Oh, and the back cover copy, unsubtly, mentions that he “could become the greatest of them all.” Of course he could…
The art is, to my eye, medium-high shojo, with big hair flying everywhere, large luminous eyes, and a fineness of drawing everywhere. I find it very hard to differentiate characters in a style like that, so I might not have gotten as much out of Aventura as I could. But let’s be honest: it’s pleasant but very derivative, for readers who are looking for yet another “magical school” story.
Pumpkin Scissors, Vol. 1
Ryotaro Iwanaga
Del Rey Manga, 2007, $10.95
What kind of name is “Pumpkin Scissors,” anyway? Well, it’s the name of a squad of soldiers (officially Imperial Army State Section III, which implies a really weird command structure, or a manga-ka who has never thought about actual military organization), tasked for war relief and reconstruction after a very long, bloody, destructive war with “the Republic of Frost.” (There’s no sign of the Frosties in this book at all, though, nor any clue about what the war might have been about.)

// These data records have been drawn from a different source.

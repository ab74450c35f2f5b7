use nogo_mcts::{
    agent::{Agent, MctsAgent, RandomAgent},
    nogo::NoGoBoard,
    AgentConfig, GameState, MCTSError, PlayerId,
};

fn mcts_agent(role: PlayerId, seed: u64, iterations: usize) -> MctsAgent {
    MctsAgent::new(
        AgentConfig::new(role)
            .with_seed(seed)
            .with_iterations(iterations),
    )
    .unwrap()
}

#[test]
fn test_same_seed_same_moves() {
    let board = NoGoBoard::new(5, 5).unwrap();
    let mut first = mcts_agent(PlayerId::First, 42, 100);
    let mut second = mcts_agent(PlayerId::First, 42, 100);

    let mut position = board;
    for _ in 0..3 {
        let a = first.take_action(&position);
        let b = second.take_action(&position);
        assert_eq!(a, b);

        let mv = a.unwrap();
        position = position.apply(mv.index).unwrap();
    }
}

#[test]
fn test_random_agent_plays_legal_moves() {
    let mut agent = RandomAgent::new(AgentConfig::new(PlayerId::First).with_seed(7)).unwrap();
    let board = NoGoBoard::from_rows(&["X..", "...", "..O"], PlayerId::First).unwrap();

    for _ in 0..20 {
        let mv = agent.take_action(&board).unwrap();
        assert_eq!(mv.player, PlayerId::First);
        assert!(board.apply(mv.index).is_ok());
    }
}

#[test]
fn test_agents_return_none_without_moves() {
    let board = NoGoBoard::from_rows(&["X."], PlayerId::Second).unwrap();

    let mut random = RandomAgent::new(AgentConfig::new(PlayerId::Second).with_seed(1)).unwrap();
    assert_eq!(random.take_action(&board), None);

    let mut mcts = mcts_agent(PlayerId::Second, 1, 50);
    assert_eq!(mcts.take_action(&board), None);
}

#[test]
fn test_role_mismatch_still_moves() {
    // A white agent asked about a black-to-move position answers for black
    let mut agent = mcts_agent(PlayerId::Second, 3, 30);
    let board = NoGoBoard::new(3, 3).unwrap();

    let mv = agent.take_action(&board).unwrap();
    assert_eq!(mv.player, PlayerId::First);
}

#[test]
fn test_full_game_between_agents() {
    let mut black = mcts_agent(PlayerId::First, 11, 60);
    let mut white =
        RandomAgent::new(AgentConfig::new(PlayerId::Second).with_name("rand").with_seed(12))
            .unwrap();
    let mut board = NoGoBoard::new(4, 4).unwrap();

    let loser = loop {
        let action = match board.current_player() {
            PlayerId::First => black.take_action(&board),
            PlayerId::Second => white.take_action(&board),
        };
        match action {
            Some(mv) => board = board.apply(mv.index).unwrap(),
            None => break board.current_player(),
        }
        assert!(board.stone_count() <= 16);
    };

    assert_eq!(board.legal_move_count(), 0);
    assert_eq!(loser, board.current_player());
    assert_eq!(Agent::<NoGoBoard>::name(&white), "rand");
}

#[test]
fn test_from_args() {
    let agent = MctsAgent::from_args("name=bot role=black seed=9 N=25").unwrap();
    assert_eq!(agent.config().name, "bot");
    assert_eq!(agent.config().iterations, 25);
    assert_eq!(Agent::<NoGoBoard>::role(&agent), PlayerId::First);

    assert!(matches!(
        MctsAgent::from_args("name=bot"),
        Err(MCTSError::InvalidRole(_))
    ));
    assert!(matches!(
        MctsAgent::from_args("role=black N=many"),
        Err(MCTSError::InvalidArgument { .. })
    ));
    assert!(matches!(
        MctsAgent::from_args("name=a;b role=white"),
        Err(MCTSError::InvalidName(_))
    ));
}

#[test]
fn test_invalid_search_config_is_rejected() {
    let config = AgentConfig::new(PlayerId::First);
    let search = nogo_mcts::MCTSConfig::default().with_exploration_constant(f64::NAN);

    assert!(matches!(
        MctsAgent::with_search_config(config, search),
        Err(MCTSError::InvalidConfiguration(_))
    ));
}
#[macro_use]
extern crate criterion;

use criterion::{black_box, BenchmarkId, Criterion};
use nogo_mcts::{nogo::NoGoBoard, GameState, MCTSConfig, MCTS};
use rand::SeedableRng;
use rand_chacha::ChaCha20Rng;
use std::time::Duration;

fn bench_mcts_search(c: &mut Criterion) {
    let mut group = c.benchmark_group("mcts_search");
    group.measurement_time(Duration::from_secs(10));

    // Test different board sizes
    for size in [5, 7, 9].iter() {
        let initial_state = NoGoBoard::new(*size, *size).unwrap();
        let config = MCTSConfig::default().with_max_iterations(200);

        group.bench_with_input(BenchmarkId::new("board_size", size), size, |b, &_| {
            let mut rng = ChaCha20Rng::seed_from_u64(1);
            b.iter(|| {
                let mut mcts = MCTS::new(initial_state.clone(), config.clone());
                black_box(mcts.search(&mut rng))
            })
        });
    }

    // Test different iteration counts
    let iterations = [100, 500, 2000];
    for &iter_count in &iterations {
        let initial_state = NoGoBoard::standard();
        let config = MCTSConfig::default().with_max_iterations(iter_count);

        group.bench_with_input(
            BenchmarkId::new("iterations", iter_count),
            &iter_count,
            |b, &_| {
                let mut rng = ChaCha20Rng::seed_from_u64(2);
                b.iter(|| {
                    let mut mcts = MCTS::new(initial_state.clone(), config.clone());
                    black_box(mcts.search(&mut rng))
                })
            },
        );
    }

    group.finish();
}

fn bench_random_playout(c: &mut Criterion) {
    let board = NoGoBoard::standard();
    let mut rng = ChaCha20Rng::seed_from_u64(3);

    c.bench_function("random_playout_9x9", |b| {
        b.iter(|| black_box(board.random_playout(&mut rng)))
    });
}

fn bench_legal_moves(c: &mut Criterion) {
    // A mid-game position with a mix of legal and illegal points
    let board = NoGoBoard::from_rows(
        &[
            ".X.O.....",
            "X.XO.O...",
            ".X.OO....",
            ".........",
            "...X.X...",
            "....X....",
            ".O.......",
            "O.O......",
            ".O.....X.",
        ],
        nogo_mcts::PlayerId::First,
    )
    .unwrap();

    c.bench_function("legal_move_count_9x9", |b| {
        b.iter(|| black_box(board.legal_move_count()))
    });
}

criterion_group!(benches, bench_mcts_search, bench_random_playout, bench_legal_moves);
criterion_main!(benches);
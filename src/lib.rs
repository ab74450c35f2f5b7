//! # nogo-mcts
//!
//! A Monte Carlo Tree Search (MCTS) engine for NoGo and other two-player,
//! alternating-move games in which the player left without a legal move loses.
//!
//! The engine is given a position and an iteration budget and returns a single
//! recommended move. Each decision builds a fresh search tree, runs the
//! requested number of iterations, picks the most visited root child and then
//! drops the tree.
//!
//! ## Features
//!
//! - Generic over any rules engine implementing [`GameState`]
//! - UCB1 selection, uniformly random rollouts, most-visits decision
//! - Arena-backed tree with stable node handles
//! - Reproducible searches from a seeded random source
//! - A NoGo rules engine and ready-made agents
//!
//! ## Basic Usage
//!
//! ```
//! use nogo_mcts::{nogo::NoGoBoard, GameState, MCTSConfig, MCTS};
//! use rand::SeedableRng;
//! use rand_chacha::ChaCha20Rng;
//!
//! fn main() -> Result<(), nogo_mcts::MCTSError> {
//!     let board = NoGoBoard::new(5, 5)?;
//!
//!     let config = MCTSConfig::default()
//!         .with_exploration_constant(1.414)
//!         .with_max_iterations(200);
//!
//!     let mut mcts = MCTS::new(board.clone(), config);
//!     let mut rng = ChaCha20Rng::seed_from_u64(42);
//!
//!     if let Some(mv) = mcts.search(&mut rng)? {
//!         println!("{} plays {}", mv.player, board.coord(mv.index).unwrap_or_default());
//!     }
//!     println!("{}", mcts.get_statistics().summary());
//!
//!     Ok(())
//! }
//! ```
//!
//! ## How It Works
//!
//! Every iteration runs four phases:
//!
//! 1. **Selection**: Starting from the root, follow the child with the best UCB1
//!    score while the current node is fully expanded and not terminal.
//!
//! 2. **Expansion**: Add one child for a random legal move that has no child yet.
//!
//! 3. **Simulation**: Play random legal moves from the new node until a player
//!    has no move; that player loses.
//!
//! 4. **Backpropagation**: Every node on the path gets a visit, and a win when
//!    the simulation winner is the player who chose the move into that node.
//!
//! ## Playing a game
//!
//! ```
//! use nogo_mcts::{
//!     agent::{Agent, MctsAgent, RandomAgent},
//!     nogo::NoGoBoard,
//!     AgentConfig, GameState, PlayerId,
//! };
//!
//! let mut black = MctsAgent::from_args("name=mcts role=black seed=1 N=50").unwrap();
//! let mut white = RandomAgent::new(AgentConfig::new(PlayerId::Second).with_seed(2)).unwrap();
//!
//! let mut board = NoGoBoard::new(3, 3).unwrap();
//! loop {
//!     let mv = match board.current_player() {
//!         PlayerId::First => black.take_action(&board),
//!         PlayerId::Second => white.take_action(&board),
//!     };
//!     match mv {
//!         Some(mv) => board = board.apply(mv.index).unwrap(),
//!         None => break,
//!     }
//! }
//! println!("{} has no move left", board.current_player());
//! ```

pub mod agent;
pub mod config;
pub mod game_state;
pub mod mcts;
pub mod nogo;
pub mod policy;
pub mod stats;
pub mod tree;
pub mod utils;

pub use config::{AgentConfig, MCTSConfig};
pub use game_state::{GameState, IllegalMove, Move, PlayerId};
pub use mcts::{decide, MCTS};
pub use policy::{SelectionPolicy, SimulationPolicy};
pub use stats::SearchStatistics;
pub use tree::{NodeId, NodeStats, SearchNode, SearchTree};

/// Error types for the MCTS engine and its agents
#[derive(thiserror::Error, Debug)]
pub enum MCTSError {
    /// Invalid search configuration
    #[error("Invalid configuration: {0}")]
    InvalidConfiguration(String),

    /// An agent argument could not be parsed
    #[error("Invalid argument: {key}={value}")]
    InvalidArgument { key: String, value: String },

    /// An agent name contains reserved characters
    #[error("Invalid name: {0}")]
    InvalidName(String),

    /// An agent role is missing or unknown
    #[error("Invalid role: {0}")]
    InvalidRole(String),

    /// A board position could not be built
    #[error("Invalid position: {0}")]
    InvalidPosition(String),
}

/// Result type for MCTS operations
pub type Result<T> = std::result::Result<T, MCTSError>;
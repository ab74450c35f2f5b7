//! Main implementation of the Monte Carlo Tree Search algorithm
//!
//! This module orchestrates the four phases of selection, expansion,
//! simulation, and backpropagation over a [`SearchTree`].

use std::time::Instant;

use log::{debug, trace};
use rand::Rng;

use crate::{
    config::MCTSConfig,
    game_state::{GameState, Move},
    policy::{
        decision,
        selection::{SelectionPolicy, UCB1Policy},
        simulation::{RandomPolicy, SimulationPolicy},
    },
    stats::SearchStatistics,
    tree::{NodeId, SearchNode, SearchTree},
    Result,
};

/// The main Monte Carlo Tree Search implementation
///
/// Every search starts from a fresh tree rooted at the initial state; nothing
/// is carried over between searches.
pub struct MCTS<S: GameState> {
    /// The search tree of the most recent search
    tree: SearchTree<S>,

    /// Configuration for the search
    config: MCTSConfig,

    /// Statistics gathered during search
    statistics: SearchStatistics,

    /// Policy for selecting nodes during the selection phase
    selection_policy: Box<dyn SelectionPolicy<S>>,

    /// Policy for simulating games during the simulation phase
    simulation_policy: Box<dyn SimulationPolicy<S>>,
}

impl<S: GameState + 'static> MCTS<S> {
    /// Creates a new MCTS instance with the given initial state and configuration
    pub fn new(initial_state: S, config: MCTSConfig) -> Self {
        let selection_policy: Box<dyn SelectionPolicy<S>> =
            Box::new(UCB1Policy::new(config.exploration_constant));

        let simulation_policy: Box<dyn SimulationPolicy<S>> = Box::new(RandomPolicy::new());

        MCTS {
            tree: SearchTree::new(initial_state),
            config,
            statistics: SearchStatistics::default(),
            selection_policy,
            simulation_policy,
        }
    }

    /// Sets the selection policy to use
    pub fn with_selection_policy<P: SelectionPolicy<S> + 'static>(mut self, policy: P) -> Self {
        self.selection_policy = Box::new(policy);
        self
    }

    /// Sets the simulation policy to use
    pub fn with_simulation_policy<P: SimulationPolicy<S> + 'static>(mut self, policy: P) -> Self {
        self.simulation_policy = Box::new(policy);
        self
    }

    /// Runs the configured number of iterations and returns the chosen move
    ///
    /// `Ok(None)` means there is no move to play: the budget was zero or the
    /// position has no legal move.
    ///
    /// # Errors
    ///
    /// Fails only if the configuration is invalid.
    pub fn search<R: Rng>(&mut self, rng: &mut R) -> Result<Option<Move>> {
        self.config.validate()?;
        Ok(self.run(self.config.max_iterations, rng))
    }

    /// Runs exactly `iterations` iterations on a fresh tree
    ///
    /// A terminal root short-circuits: no iteration runs and no node is
    /// touched.
    pub fn run<R: Rng>(&mut self, iterations: usize, rng: &mut R) -> Option<Move> {
        self.reset_tree();
        self.statistics = SearchStatistics::default();

        if self.tree.get(self.tree.root()).is_terminal() {
            debug!("root position has no legal moves, skipping search");
            self.statistics.record_tree(&self.tree, None);
            return None;
        }

        let start_time = Instant::now();

        for i in 0..iterations {
            self.execute_iteration(rng);
            self.statistics.iterations = i + 1;
        }

        self.statistics.elapsed = start_time.elapsed();

        let root = self.tree.root();
        let best = decision::best_child(&self.tree, root, self.config.best_child_criteria);
        self.statistics.record_tree(&self.tree, best);

        let best_move = best.and_then(|id| self.tree.get(id).incoming);
        debug!("{}", self.statistics.summary());
        debug!("best move: {:?}", best_move);

        best_move
    }

    /// Replaces a used tree with a fresh root for the same position
    fn reset_tree(&mut self) {
        let root = self.tree.get(self.tree.root());
        if self.tree.len() > 1 || root.visits() > 0 {
            let state = root.state.clone();
            self.tree = SearchTree::new(state);
        }
    }

    /// Execute a single iteration of the MCTS algorithm
    fn execute_iteration<R: Rng>(&mut self, rng: &mut R) {
        // 1. Selection phase
        let mut path = self.tree.select(&self.selection_policy);
        let leaf = path.last().copied().unwrap_or_else(|| self.tree.root());

        // 2. Expansion phase
        let expanded = self.tree.expand(leaf, rng);
        if expanded != leaf {
            path.push(expanded);
        } else if self.tree.get(leaf).is_terminal() {
            self.statistics.terminal_selections += 1;
        }
        self.statistics.max_depth = self.statistics.max_depth.max(self.tree.get(expanded).depth);

        // 3. Simulation phase
        let winner = self
            .simulation_policy
            .simulate(&self.tree.get(expanded).state, rng);

        trace!(
            "iteration path of {} nodes ending at {}, winner {}",
            path.len(),
            expanded,
            winner
        );

        // 4. Backpropagation phase
        self.tree.backpropagate(&path, winner);
    }

    /// Returns the search statistics
    pub fn get_statistics(&self) -> &SearchStatistics {
        &self.statistics
    }

    /// Returns the tree built by the most recent search
    pub fn tree(&self) -> &SearchTree<S> {
        &self.tree
    }

    /// Returns the configuration
    pub fn config(&self) -> &MCTSConfig {
        &self.config
    }

    /// Returns a visualization of the search tree
    pub fn visualize_tree(&self) -> String {
        let mut result = String::new();
        self.visualize_node(self.tree.root(), &mut result);
        result
    }

    /// Helper method to visualize a node and its children
    fn visualize_node(&self, id: NodeId, output: &mut String) {
        let node: &SearchNode<S> = self.tree.get(id);
        let indent = "  ".repeat(node.depth);
        let action_str = match &node.incoming {
            Some(mv) => mv.to_string(),
            None => "Root".to_string(),
        };

        output.push_str(&format!(
            "{}{} (visits: {}, wins: {})\n",
            indent,
            action_str,
            node.visits(),
            node.wins()
        ));

        for &child in &node.children {
            self.visualize_node(child, output);
        }
    }
}

/// Chooses a move for `state` with a plain UCB1 search of `iterations` iterations
///
/// Returns None when there is nothing to play.
///
/// ```
/// use nogo_mcts::{decide, nogo::NoGoBoard, GameState};
/// use rand::SeedableRng;
/// use rand_chacha::ChaCha20Rng;
///
/// let board = NoGoBoard::new(3, 3).unwrap();
/// let mut rng = ChaCha20Rng::seed_from_u64(1);
/// let mv = decide(&board, 100, &mut rng).unwrap();
/// assert!(board.apply(mv.index).is_ok());
/// ```
pub fn decide<S: GameState + 'static, R: Rng>(
    state: &S,
    iterations: usize,
    rng: &mut R,
) -> Option<Move> {
    let config = MCTSConfig::default().with_max_iterations(iterations);
    MCTS::new(state.clone(), config).run(iterations, rng)
}
//! Counters describing a single search
//!
//! A [`SearchStatistics`] is rebuilt on every run. Loop counters are bumped by
//! the search driver; the root figures are read off the finished tree.

use std::time::Duration;

use crate::{
    game_state::GameState,
    tree::{NodeId, SearchTree},
};

/// What one search did and how the root ended up
#[derive(Debug, Clone, Default)]
pub struct SearchStatistics {
    /// Iterations completed
    pub iterations: usize,

    /// Wall time of the iteration loop
    pub elapsed: Duration,

    /// Nodes in the finished tree, root included
    pub tree_size: usize,

    /// Deepest node an iteration simulated from
    pub max_depth: usize,

    /// Iterations whose selected leaf was terminal, so nothing was expanded
    pub terminal_selections: usize,

    /// Visits recorded at the root
    pub root_visits: u64,

    /// Moves expanded under the root
    pub root_children: usize,

    /// Visits of the root child the decision picked; 0 without a decision
    pub best_visits: u64,
}

impl SearchStatistics {
    /// Fills in the figures that depend on the finished tree
    pub fn record_tree<S: GameState>(&mut self, tree: &SearchTree<S>, best: Option<NodeId>) {
        let root = tree.get(tree.root());
        self.tree_size = tree.len();
        self.root_visits = root.visits();
        self.root_children = root.children.len();
        self.best_visits = best.map_or(0, |id| tree.get(id).visits());
    }

    /// Share of root visits that went through the chosen move
    ///
    /// Close to 1.0 means the search settled on one move early.
    pub fn best_visit_share(&self) -> f64 {
        ratio(self.best_visits, self.root_visits)
    }

    /// Share of iterations that ended on an already decided position
    pub fn terminal_ratio(&self) -> f64 {
        ratio(self.terminal_selections as u64, self.iterations as u64)
    }

    pub fn iterations_per_second(&self) -> f64 {
        let secs = self.elapsed.as_secs_f64();
        if secs <= 0.0 {
            return 0.0;
        }
        self.iterations as f64 / secs
    }

    /// One-line report for logs
    pub fn summary(&self) -> String {
        format!(
            "{} iterations in {:.1} ms ({:.0}/s), {} nodes, depth {}, \
             {} root moves, best move {:.1}% of visits, {:.1}% terminal leaves",
            self.iterations,
            self.elapsed.as_secs_f64() * 1000.0,
            self.iterations_per_second(),
            self.tree_size,
            self.max_depth,
            self.root_children,
            self.best_visit_share() * 100.0,
            self.terminal_ratio() * 100.0,
        )
    }
}

fn ratio(part: u64, whole: u64) -> f64 {
    if whole == 0 {
        return 0.0;
    }
    part as f64 / whole as f64
}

But why Pumpkin Scissors? The book doesn’t say, so I have to guess it’s just some random military codename, with two words chosen from tables at random.
The commanding officer of PS is a young, hotheaded noble, who believes in every last tenet of honor and noblesse oblige in a world where no one else does. (She’s also female – 2nd Lieutenant Alice L. Malvin – in one small attempt to keep from being a complete cliché.) The rest of PS have a character trait or two, but don’t get much to do in this book. The exception is Corporal Randel Oland, a hulking man who was part of an elite anti-tank brigade before he was demobbed (off page, between the prologue and the book proper). He’s also the obligatory warrior who never gives up, even when it looks like he should be killed.
OK, given those elements, I think you can guess the kind of plots, yes? Pumpkin Scissors rolls into town, discovers nasty bandits with a tank…and you can take it from there. Pumpkin Scissors is formulaic (though that isn’t the only formula – there’s also the villagers-don’t-trust-the-empire plot, and I’m sure there will be some other variants as the series goes on). It’s also drawn in a very clear shonen style, so I found it much easier and more pleasurable to read than Aventura.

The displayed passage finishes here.